Oberharz am Brocken (/de/, lit. 'Upper Harz on the Brocken') is a town in the Harz District, in Saxony-Anhalt, Germany. It was formed on 1 January 2010 by the merger of the town of Elbingerode with the municipalities of the former Verwaltungsgemeinschaft ("collective municipality") Brocken-Hochharz (except for Allrode).

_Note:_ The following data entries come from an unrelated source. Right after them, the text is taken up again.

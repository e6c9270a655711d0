#[cfg(test)]
#[path = "openai_test.rs"]
mod tests;

use std::time;

use crate::backend::Backend;
use crate::config::user_agent;
use crate::error::ChatError;
use crate::models::{ArcEventTx, BackendConnection, BackendPrompt, BackendResponse, Event, Message};
use async_trait::async_trait;
use eyre::{Context, Result, bail};
use futures::TryStreamExt;
use serde::{Deserialize, Serialize};
use tokio::io::AsyncBufReadExt;
use tokio_util::io::StreamReader;

#[derive(Debug)]
pub struct OpenAI {
    alias: String,
    endpoint: String,
    api_key: Option<String>,
    timeout: Option<time::Duration>,
    stream: bool,
}

#[async_trait]
impl Backend for OpenAI {
    fn name(&self) -> &str {
        &self.alias
    }

    async fn get_completion(&self, prompt: BackendPrompt, event_tx: ArcEventTx) -> Result<()> {
        if prompt.model().is_empty() {
            bail!("no model is set");
        }

        let completion_req = CompletionRequest {
            model: prompt.model().to_string(),
            messages: build_messages(&prompt),
            stream: self.stream,
            max_tokens: prompt.max_tokens(),
            temperature: prompt.temperature(),
        };

        let mut req = reqwest::Client::new()
            .post(format!("{}/v1/chat/completions", self.endpoint))
            .header("Content-Type", "application/json")
            .header("User-Agent", user_agent());

        if let Some(timeout) = self.timeout {
            req = req.timeout(timeout);
        }

        if let Some(token) = &self.api_key {
            req = req.bearer_auth(token);
        }

        log::trace!("Sending completion request: {:?}", completion_req);

        let res = tokio::select! {
            _ = prompt.cancel_token().cancelled() => return Err(ChatError::Aborted.into()),
            res = req.json(&completion_req).send() => {
                res.wrap_err("sending completion request")?
            }
        };

        if !res.status().is_success() {
            let http_code = res.status().as_u16();
            let resp = res.text().await.wrap_err("reading error response")?;
            log::error!("Error response: {}", resp);
            let message = serde_json::from_str::<ErrorResponse>(&resp)
                .map(|e| e.error.message)
                .unwrap_or(resp);
            return Err(ChatError::provider(&self.alias, http_code, message).into());
        }

        if self.stream {
            self.stream_completion(res, &prompt, event_tx).await
        } else {
            self.full_completion(res, &prompt, event_tx).await
        }
    }
}

impl OpenAI {
    pub fn new() -> Self {
        Self::default()
    }

    pub fn with_endpoint(mut self, endpoint: &str) -> Self {
        self.endpoint = endpoint.to_string();
        self
    }

    pub fn with_api_key(mut self, api_key: &str) -> Self {
        self.api_key = Some(api_key.to_string());
        self
    }

    pub fn with_alias(mut self, alias: &str) -> Self {
        self.alias = alias.to_string();
        self
    }

    pub fn with_timeout(mut self, timeout: time::Duration) -> Self {
        self.timeout = Some(timeout);
        self
    }

    pub fn with_stream(mut self, stream: bool) -> Self {
        self.stream = stream;
        self
    }

    pub fn endpoint(&self) -> &str {
        &self.endpoint
    }

    async fn stream_completion(
        &self,
        res: reqwest::Response,
        prompt: &BackendPrompt,
        event_tx: ArcEventTx,
    ) -> Result<()> {
        let stream = res.bytes_stream().map_err(|e| {
            std::io::Error::new(std::io::ErrorKind::Interrupted, e.to_string())
        });
        let mut lines = StreamReader::new(stream).lines();

        loop {
            let line = tokio::select! {
                _ = prompt.cancel_token().cancelled() => return Err(ChatError::Aborted.into()),
                line = lines.next_line() => line.wrap_err("reading completion stream")?,
            };
            let Some(line) = line else { break };
            let line = line.trim();
            log::trace!("streaming response: {}", line);

            let Some(data) = line.strip_prefix("data: ") else {
                continue;
            };
            if data == "[DONE]" {
                break;
            }

            let data = match serde_json::from_str::<CompletionResponse>(data) {
                Ok(data) => data,
                Err(err) => {
                    log::warn!("{}", ChatError::StreamParse(format!("{}: {}", err, data)));
                    continue;
                }
            };

            let Some(choice) = data.choices.first() else {
                continue;
            };
            let Some(text) = choice.delta.content.clone() else {
                continue;
            };

            event_tx
                .send(Event::ChatDelta(BackendResponse {
                    generation: prompt.generation(),
                    model: prompt.model().to_string(),
                    text,
                    done: false,
                }))
                .await?;
        }

        event_tx
            .send(Event::ChatDelta(BackendResponse {
                generation: prompt.generation(),
                model: prompt.model().to_string(),
                text: String::new(),
                done: true,
            }))
            .await?;
        Ok(())
    }

    async fn full_completion(
        &self,
        res: reqwest::Response,
        prompt: &BackendPrompt,
        event_tx: ArcEventTx,
    ) -> Result<()> {
        let res = res
            .json::<FullCompletionResponse>()
            .await
            .wrap_err("parsing completion response")?;

        let text = res
            .choices
            .first()
            .map(|c| c.message.content.clone())
            .unwrap_or_default();

        event_tx
            .send(Event::ChatDelta(BackendResponse {
                generation: prompt.generation(),
                model: prompt.model().to_string(),
                text,
                done: false,
            }))
            .await?;
        event_tx
            .send(Event::ChatDelta(BackendResponse {
                generation: prompt.generation(),
                model: prompt.model().to_string(),
                text: String::new(),
                done: true,
            }))
            .await?;
        Ok(())
    }
}

impl Default for OpenAI {
    fn default() -> Self {
        Self {
            alias: "OpenAI".to_string(),
            endpoint: "https://api.openai.com".to_string(),
            api_key: None,
            timeout: None,
            stream: true,
        }
    }
}

impl From<&BackendConnection> for OpenAI {
    fn from(value: &BackendConnection) -> Self {
        let mut openai = OpenAI::default().with_stream(value.stream());

        if let Some(endpoint) = value.endpoint() {
            openai.endpoint = endpoint.to_string();
        }

        if let Some(api_key) = value.api_key() {
            openai.api_key = Some(api_key.to_string());
        }

        if let Some(alias) = value.alias() {
            openai.alias = alias.to_string();
        }

        if let Some(timeout) = value.timeout_secs() {
            openai.timeout = Some(time::Duration::from_secs(timeout as u64));
        }

        openai
    }
}

pub(crate) fn build_messages(prompt: &BackendPrompt) -> Vec<MessageRequest> {
    let mut messages = Vec::with_capacity(prompt.turns().len() + 1);
    if !prompt.system_prompt().is_empty() {
        messages.push(MessageRequest {
            role: "system".to_string(),
            content: prompt.system_prompt().to_string(),
        });
    }
    messages.extend(prompt.turns().iter().map(MessageRequest::from));
    messages
}

#[derive(Default, Debug, Clone, Serialize, Deserialize)]
pub(crate) struct MessageRequest {
    pub(crate) role: String,
    pub(crate) content: String,
}

#[derive(Default, Debug, Serialize, Deserialize)]
struct CompletionRequest {
    model: String,
    messages: Vec<MessageRequest>,
    stream: bool,
    #[serde(skip_serializing_if = "Option::is_none")]
    max_tokens: Option<u32>,
    #[serde(skip_serializing_if = "Option::is_none")]
    temperature: Option<f32>,
}

#[derive(Default, Debug, Serialize, Deserialize)]
struct CompletionDeltaResponse {
    content: Option<String>,
}

#[derive(Default, Debug, Serialize, Deserialize)]
struct CompletionChoiceResponse {
    delta: CompletionDeltaResponse,
    finish_reason: Option<String>,
}

#[derive(Default, Debug, Serialize, Deserialize)]
struct CompletionResponse {
    choices: Vec<CompletionChoiceResponse>,
}

#[derive(Default, Debug, Serialize, Deserialize)]
struct FullMessageResponse {
    content: String,
}

#[derive(Default, Debug, Serialize, Deserialize)]
struct FullChoiceResponse {
    message: FullMessageResponse,
}

#[derive(Default, Debug, Serialize, Deserialize)]
struct FullCompletionResponse {
    choices: Vec<FullChoiceResponse>,
}

#[derive(Default, Debug, Serialize, Deserialize)]
struct ErrorResponse {
    error: ErrorPayload,
}

#[derive(Default, Debug, Serialize, Deserialize)]
struct ErrorPayload {
    message: String,
    #[serde(rename = "type", default)]
    err_type: Option<String>,
    #[serde(default)]
    param: Option<String>,
    #[serde(default)]
    code: Option<String>,
}

impl From<&Message> for MessageRequest {
    fn from(msg: &Message) -> Self {
        Self {
            role: msg.role().to_string(),
            content: msg.content().to_string(),
        }
    }
}
use thiserror::Error;

/// Normalized failure taxonomy for the chat core. Provider adapters map
/// their wire-level error envelopes into these variants before anything
/// reaches the session layer.
#[derive(Error, Debug, Clone, PartialEq, Eq)]
pub enum ChatError {
    #[error("model {0} is not claimed by any configured connection")]
    ModelNotFound(String),

    #[error("{provider} error ({http_code}): {message}")]
    Provider {
        provider: String,
        http_code: u16,
        message: String,
    },

    /// A single malformed chunk inside a stream. Adapters recover from
    /// this locally (skip and log); it never aborts a stream.
    #[error("malformed stream chunk: {0}")]
    StreamParse(String),

    #[error("request aborted")]
    Aborted,

    #[error("persisting conversation: {0}")]
    Persistence(String),
}

impl ChatError {
    pub fn provider(provider: impl Into<String>, http_code: u16, message: impl Into<String>) -> Self {
        Self::Provider {
            provider: provider.into(),
            http_code,
            message: message.into(),
        }
    }

    /// True when `err` carries an abort anywhere in its chain.
    pub fn is_abort(err: &eyre::Report) -> bool {
        err.chain()
            .any(|cause| matches!(cause.downcast_ref::<ChatError>(), Some(ChatError::Aborted)))
    }
}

The name chosen by the new town's administration has caused some disturbance, as the area is not part of the Upper Harz region, which traditionally refers to the seven mining towns (Bergstädte) of Clausthal, Zellerfeld, Andreasberg, Altenau, Lautenthal, Wildemann, and Grund, all located in the neighbouring state of Lower Saxony. A lawsuit filed by the Lower Saxon Samtgemeinde ("collective municipality") Oberharz in 2009 was dismissed by the Saxony-Anhalt administrative court in Magdeburg.

==Subdivision==

Constituent subdivisions

The town consists of the following ten Ortschaften or municipal divisions (former municipalities):

- Benneckenstein
- Elbingerode
- Elend
- Hasselfelde
- Königshütte
- Rübeland
- Sorge
- Stiege
- Tanne
- Trautenstein

The merger has united different areas each with its own distinct administrative history: Benneckenstein and Sorge had formed an exclave of the former Bishopric of Halberstadt and were incorporated into the Prussian Principality of Halberstadt in 1648. The town of Elbingerode with the municipalities of Elend, Königshof und Rothehütte (i.e. Königshütte) belonged to the Brunswick Principality of Lüneburg (former Principality of Grubenhagen), from 1814 Kingdom of Hanover. Hasselfelde, Rübeland, Stiege, Tanne, and Trautenstein since 1815 were part of the Duchy of Brunswick.